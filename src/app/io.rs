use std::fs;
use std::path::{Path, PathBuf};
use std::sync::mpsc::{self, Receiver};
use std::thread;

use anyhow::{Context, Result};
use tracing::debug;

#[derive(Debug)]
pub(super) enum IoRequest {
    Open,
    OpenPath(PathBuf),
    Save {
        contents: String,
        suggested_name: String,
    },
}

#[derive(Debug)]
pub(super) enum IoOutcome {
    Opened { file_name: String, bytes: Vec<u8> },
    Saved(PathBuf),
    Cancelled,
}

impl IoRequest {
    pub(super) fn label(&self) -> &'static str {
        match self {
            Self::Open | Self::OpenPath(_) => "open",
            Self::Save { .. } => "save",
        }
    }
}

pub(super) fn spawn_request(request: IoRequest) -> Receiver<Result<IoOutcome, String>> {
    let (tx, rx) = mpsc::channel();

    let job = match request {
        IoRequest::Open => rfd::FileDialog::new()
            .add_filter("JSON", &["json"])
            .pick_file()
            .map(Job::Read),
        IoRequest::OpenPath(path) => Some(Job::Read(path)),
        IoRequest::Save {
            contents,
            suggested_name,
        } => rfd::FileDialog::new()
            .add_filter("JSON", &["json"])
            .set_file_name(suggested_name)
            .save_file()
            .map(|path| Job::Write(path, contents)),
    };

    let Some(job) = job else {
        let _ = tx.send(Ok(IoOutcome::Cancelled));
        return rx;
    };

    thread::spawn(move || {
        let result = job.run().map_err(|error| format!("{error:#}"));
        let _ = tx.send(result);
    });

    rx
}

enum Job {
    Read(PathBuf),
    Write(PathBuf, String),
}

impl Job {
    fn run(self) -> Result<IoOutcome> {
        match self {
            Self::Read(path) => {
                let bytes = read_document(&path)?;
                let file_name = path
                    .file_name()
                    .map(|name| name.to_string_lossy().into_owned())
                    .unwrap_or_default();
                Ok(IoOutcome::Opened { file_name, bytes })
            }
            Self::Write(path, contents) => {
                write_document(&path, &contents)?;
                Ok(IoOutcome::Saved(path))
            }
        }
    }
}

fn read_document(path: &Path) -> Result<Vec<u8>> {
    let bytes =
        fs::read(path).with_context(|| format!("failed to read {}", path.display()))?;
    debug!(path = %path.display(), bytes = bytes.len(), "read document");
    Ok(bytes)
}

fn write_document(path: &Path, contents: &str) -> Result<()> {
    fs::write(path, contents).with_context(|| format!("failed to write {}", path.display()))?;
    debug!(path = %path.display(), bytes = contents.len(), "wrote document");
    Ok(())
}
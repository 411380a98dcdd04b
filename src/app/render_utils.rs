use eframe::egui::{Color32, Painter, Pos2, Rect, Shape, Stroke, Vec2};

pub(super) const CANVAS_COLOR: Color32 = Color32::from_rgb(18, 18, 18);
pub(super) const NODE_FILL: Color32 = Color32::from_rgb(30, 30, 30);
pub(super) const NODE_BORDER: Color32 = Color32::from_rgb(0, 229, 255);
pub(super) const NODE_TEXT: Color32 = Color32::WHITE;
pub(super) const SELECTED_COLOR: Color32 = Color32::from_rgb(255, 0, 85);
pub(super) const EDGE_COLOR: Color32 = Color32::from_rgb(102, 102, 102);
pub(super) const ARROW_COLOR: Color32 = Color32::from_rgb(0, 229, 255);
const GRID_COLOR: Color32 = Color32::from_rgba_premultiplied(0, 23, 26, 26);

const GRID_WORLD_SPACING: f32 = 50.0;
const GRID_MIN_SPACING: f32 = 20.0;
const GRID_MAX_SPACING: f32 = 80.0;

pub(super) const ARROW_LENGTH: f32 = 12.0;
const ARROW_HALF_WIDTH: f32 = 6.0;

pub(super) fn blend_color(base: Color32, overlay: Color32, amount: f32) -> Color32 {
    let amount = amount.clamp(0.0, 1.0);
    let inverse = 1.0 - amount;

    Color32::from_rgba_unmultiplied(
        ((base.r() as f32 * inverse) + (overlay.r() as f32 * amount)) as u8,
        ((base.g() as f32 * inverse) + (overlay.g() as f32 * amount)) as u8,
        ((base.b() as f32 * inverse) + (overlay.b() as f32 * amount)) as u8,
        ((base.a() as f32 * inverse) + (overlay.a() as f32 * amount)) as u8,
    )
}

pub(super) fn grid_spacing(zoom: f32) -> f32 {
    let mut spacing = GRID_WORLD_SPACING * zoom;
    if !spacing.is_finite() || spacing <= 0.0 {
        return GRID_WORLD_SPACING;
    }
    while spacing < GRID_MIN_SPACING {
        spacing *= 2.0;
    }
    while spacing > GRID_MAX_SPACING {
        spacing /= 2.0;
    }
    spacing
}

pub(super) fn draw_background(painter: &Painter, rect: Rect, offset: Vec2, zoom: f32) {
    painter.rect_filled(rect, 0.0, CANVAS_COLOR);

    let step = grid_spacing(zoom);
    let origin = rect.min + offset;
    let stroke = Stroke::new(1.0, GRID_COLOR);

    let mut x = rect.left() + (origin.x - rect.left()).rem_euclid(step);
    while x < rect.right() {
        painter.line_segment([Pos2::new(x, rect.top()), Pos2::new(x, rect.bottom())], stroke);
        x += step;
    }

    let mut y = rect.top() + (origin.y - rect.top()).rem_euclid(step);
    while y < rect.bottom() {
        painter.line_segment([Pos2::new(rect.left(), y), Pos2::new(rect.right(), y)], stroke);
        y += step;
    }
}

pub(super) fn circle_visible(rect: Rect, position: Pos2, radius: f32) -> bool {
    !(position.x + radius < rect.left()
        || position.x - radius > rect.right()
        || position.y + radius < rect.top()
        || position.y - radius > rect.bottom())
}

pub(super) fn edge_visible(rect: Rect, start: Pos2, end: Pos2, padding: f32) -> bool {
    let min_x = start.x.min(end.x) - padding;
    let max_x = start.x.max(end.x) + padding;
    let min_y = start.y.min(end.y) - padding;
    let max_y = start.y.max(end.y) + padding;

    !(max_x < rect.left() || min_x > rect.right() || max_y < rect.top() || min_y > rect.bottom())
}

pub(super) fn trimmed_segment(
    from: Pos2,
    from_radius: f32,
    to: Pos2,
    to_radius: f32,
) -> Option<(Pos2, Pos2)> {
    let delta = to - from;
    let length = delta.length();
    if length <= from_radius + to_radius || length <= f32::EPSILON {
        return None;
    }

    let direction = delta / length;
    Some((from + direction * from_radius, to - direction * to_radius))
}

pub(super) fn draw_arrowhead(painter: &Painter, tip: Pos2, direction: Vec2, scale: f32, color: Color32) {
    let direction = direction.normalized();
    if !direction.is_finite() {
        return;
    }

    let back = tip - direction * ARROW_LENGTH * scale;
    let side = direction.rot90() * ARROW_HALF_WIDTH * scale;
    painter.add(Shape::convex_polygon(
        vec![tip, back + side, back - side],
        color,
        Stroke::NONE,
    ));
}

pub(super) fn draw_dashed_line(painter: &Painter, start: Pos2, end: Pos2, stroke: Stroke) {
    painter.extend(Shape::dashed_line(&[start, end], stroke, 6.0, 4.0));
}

---

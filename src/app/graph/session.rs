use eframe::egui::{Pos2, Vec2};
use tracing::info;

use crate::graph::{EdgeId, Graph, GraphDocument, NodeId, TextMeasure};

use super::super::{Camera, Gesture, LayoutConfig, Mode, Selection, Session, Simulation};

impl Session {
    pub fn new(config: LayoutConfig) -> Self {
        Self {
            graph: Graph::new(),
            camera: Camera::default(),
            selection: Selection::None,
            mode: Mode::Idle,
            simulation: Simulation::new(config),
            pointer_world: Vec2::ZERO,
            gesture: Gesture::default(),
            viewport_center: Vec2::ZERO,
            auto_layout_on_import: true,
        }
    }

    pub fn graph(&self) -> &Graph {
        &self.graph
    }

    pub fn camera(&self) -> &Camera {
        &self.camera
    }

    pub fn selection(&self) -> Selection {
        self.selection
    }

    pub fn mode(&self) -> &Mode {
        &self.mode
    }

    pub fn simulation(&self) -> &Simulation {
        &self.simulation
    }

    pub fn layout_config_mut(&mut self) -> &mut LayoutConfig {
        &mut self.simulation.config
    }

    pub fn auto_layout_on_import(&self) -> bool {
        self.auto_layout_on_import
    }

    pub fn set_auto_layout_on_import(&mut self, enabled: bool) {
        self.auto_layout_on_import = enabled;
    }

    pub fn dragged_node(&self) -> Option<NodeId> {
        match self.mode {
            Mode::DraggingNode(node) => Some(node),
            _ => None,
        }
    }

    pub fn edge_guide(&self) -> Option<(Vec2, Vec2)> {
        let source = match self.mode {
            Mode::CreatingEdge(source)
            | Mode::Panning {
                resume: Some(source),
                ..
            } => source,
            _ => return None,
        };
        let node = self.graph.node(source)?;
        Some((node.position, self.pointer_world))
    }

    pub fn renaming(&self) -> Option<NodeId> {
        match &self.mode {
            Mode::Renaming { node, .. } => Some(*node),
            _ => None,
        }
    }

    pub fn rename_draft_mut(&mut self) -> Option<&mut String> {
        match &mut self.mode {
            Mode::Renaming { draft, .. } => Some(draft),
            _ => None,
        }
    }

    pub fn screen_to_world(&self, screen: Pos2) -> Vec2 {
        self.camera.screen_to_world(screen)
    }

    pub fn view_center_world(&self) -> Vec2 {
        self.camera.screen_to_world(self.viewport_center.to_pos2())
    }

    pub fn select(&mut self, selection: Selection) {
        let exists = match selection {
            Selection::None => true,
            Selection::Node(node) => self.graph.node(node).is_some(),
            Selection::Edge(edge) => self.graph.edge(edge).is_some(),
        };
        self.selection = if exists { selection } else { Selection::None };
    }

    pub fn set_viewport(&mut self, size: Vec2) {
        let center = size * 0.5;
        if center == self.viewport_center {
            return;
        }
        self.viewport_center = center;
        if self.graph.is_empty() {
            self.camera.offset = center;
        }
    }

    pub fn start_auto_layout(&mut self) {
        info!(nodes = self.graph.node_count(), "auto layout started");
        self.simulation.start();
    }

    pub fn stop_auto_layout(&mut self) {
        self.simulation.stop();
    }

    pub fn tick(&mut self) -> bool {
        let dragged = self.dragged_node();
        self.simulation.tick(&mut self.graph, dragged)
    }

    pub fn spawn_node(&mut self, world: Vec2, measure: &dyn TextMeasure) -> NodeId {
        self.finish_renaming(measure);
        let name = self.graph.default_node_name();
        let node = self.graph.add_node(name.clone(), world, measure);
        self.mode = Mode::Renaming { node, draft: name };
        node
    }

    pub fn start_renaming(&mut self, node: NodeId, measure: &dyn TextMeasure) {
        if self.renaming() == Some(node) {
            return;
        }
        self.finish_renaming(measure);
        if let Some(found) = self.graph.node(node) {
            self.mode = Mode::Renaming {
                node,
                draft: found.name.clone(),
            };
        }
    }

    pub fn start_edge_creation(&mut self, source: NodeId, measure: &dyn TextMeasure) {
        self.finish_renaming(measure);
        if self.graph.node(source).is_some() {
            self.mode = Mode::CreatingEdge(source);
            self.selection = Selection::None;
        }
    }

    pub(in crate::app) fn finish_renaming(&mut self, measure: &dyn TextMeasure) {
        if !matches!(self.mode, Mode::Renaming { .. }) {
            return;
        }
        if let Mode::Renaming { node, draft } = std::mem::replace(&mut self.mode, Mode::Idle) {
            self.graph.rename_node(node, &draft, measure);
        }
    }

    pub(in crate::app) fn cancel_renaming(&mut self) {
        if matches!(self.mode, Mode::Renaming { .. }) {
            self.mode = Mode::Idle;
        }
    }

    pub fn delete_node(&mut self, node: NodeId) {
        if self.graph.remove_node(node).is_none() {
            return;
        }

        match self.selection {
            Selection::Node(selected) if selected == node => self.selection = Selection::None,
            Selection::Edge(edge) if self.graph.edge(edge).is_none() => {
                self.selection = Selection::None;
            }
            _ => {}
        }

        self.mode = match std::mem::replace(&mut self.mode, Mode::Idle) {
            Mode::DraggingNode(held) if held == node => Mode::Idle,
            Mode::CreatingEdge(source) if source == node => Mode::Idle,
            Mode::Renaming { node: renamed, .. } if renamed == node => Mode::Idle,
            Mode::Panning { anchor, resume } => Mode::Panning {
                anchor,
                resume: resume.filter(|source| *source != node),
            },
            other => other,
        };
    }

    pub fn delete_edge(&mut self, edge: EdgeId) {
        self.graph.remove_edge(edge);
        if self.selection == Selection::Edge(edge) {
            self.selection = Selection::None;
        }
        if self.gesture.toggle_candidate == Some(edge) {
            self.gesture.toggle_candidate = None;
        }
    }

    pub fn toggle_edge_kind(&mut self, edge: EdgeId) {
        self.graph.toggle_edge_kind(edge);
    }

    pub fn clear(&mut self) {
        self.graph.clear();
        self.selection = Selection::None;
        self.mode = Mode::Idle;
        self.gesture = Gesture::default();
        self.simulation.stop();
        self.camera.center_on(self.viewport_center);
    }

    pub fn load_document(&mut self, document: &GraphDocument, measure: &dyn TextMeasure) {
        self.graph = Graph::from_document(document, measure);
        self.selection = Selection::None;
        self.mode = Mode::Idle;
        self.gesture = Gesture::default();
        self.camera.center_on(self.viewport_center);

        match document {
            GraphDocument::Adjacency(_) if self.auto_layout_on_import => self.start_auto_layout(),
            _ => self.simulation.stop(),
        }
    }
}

_Work task_:
From the records above, give again exactly the lines running from the line with "filename src/app/io.rs" to the line with "let job = match", inclusive.

_Solved exercise_:
filename src/app/io.rs
use std::fs;
use std::path::{Path, PathBuf};
use std::sync::mpsc::{self, Receiver};
use std::thread;

use anyhow::{Context, Result};
use tracing::debug;

#[derive(Debug)]
pub(super) enum IoRequest {
    Open,
    OpenPath(PathBuf),
    Save {
        contents: String,
        suggested_name: String,
    },
}

#[derive(Debug)]
pub(super) enum IoOutcome {
    Opened { file_name: String, bytes: Vec<u8> },
    Saved(PathBuf),
    Cancelled,
}

impl IoRequest {
    pub(super) fn label(&self) -> &'static str {
        match self {
            Self::Open | Self::OpenPath(_) => "open",
            Self::Save { .. } => "save",
        }
    }
}

pub(super) fn spawn_request(request: IoRequest) -> Receiver<Result<IoOutcome, String>> {
    let (tx, rx) = mpsc::channel();

    let job = match request {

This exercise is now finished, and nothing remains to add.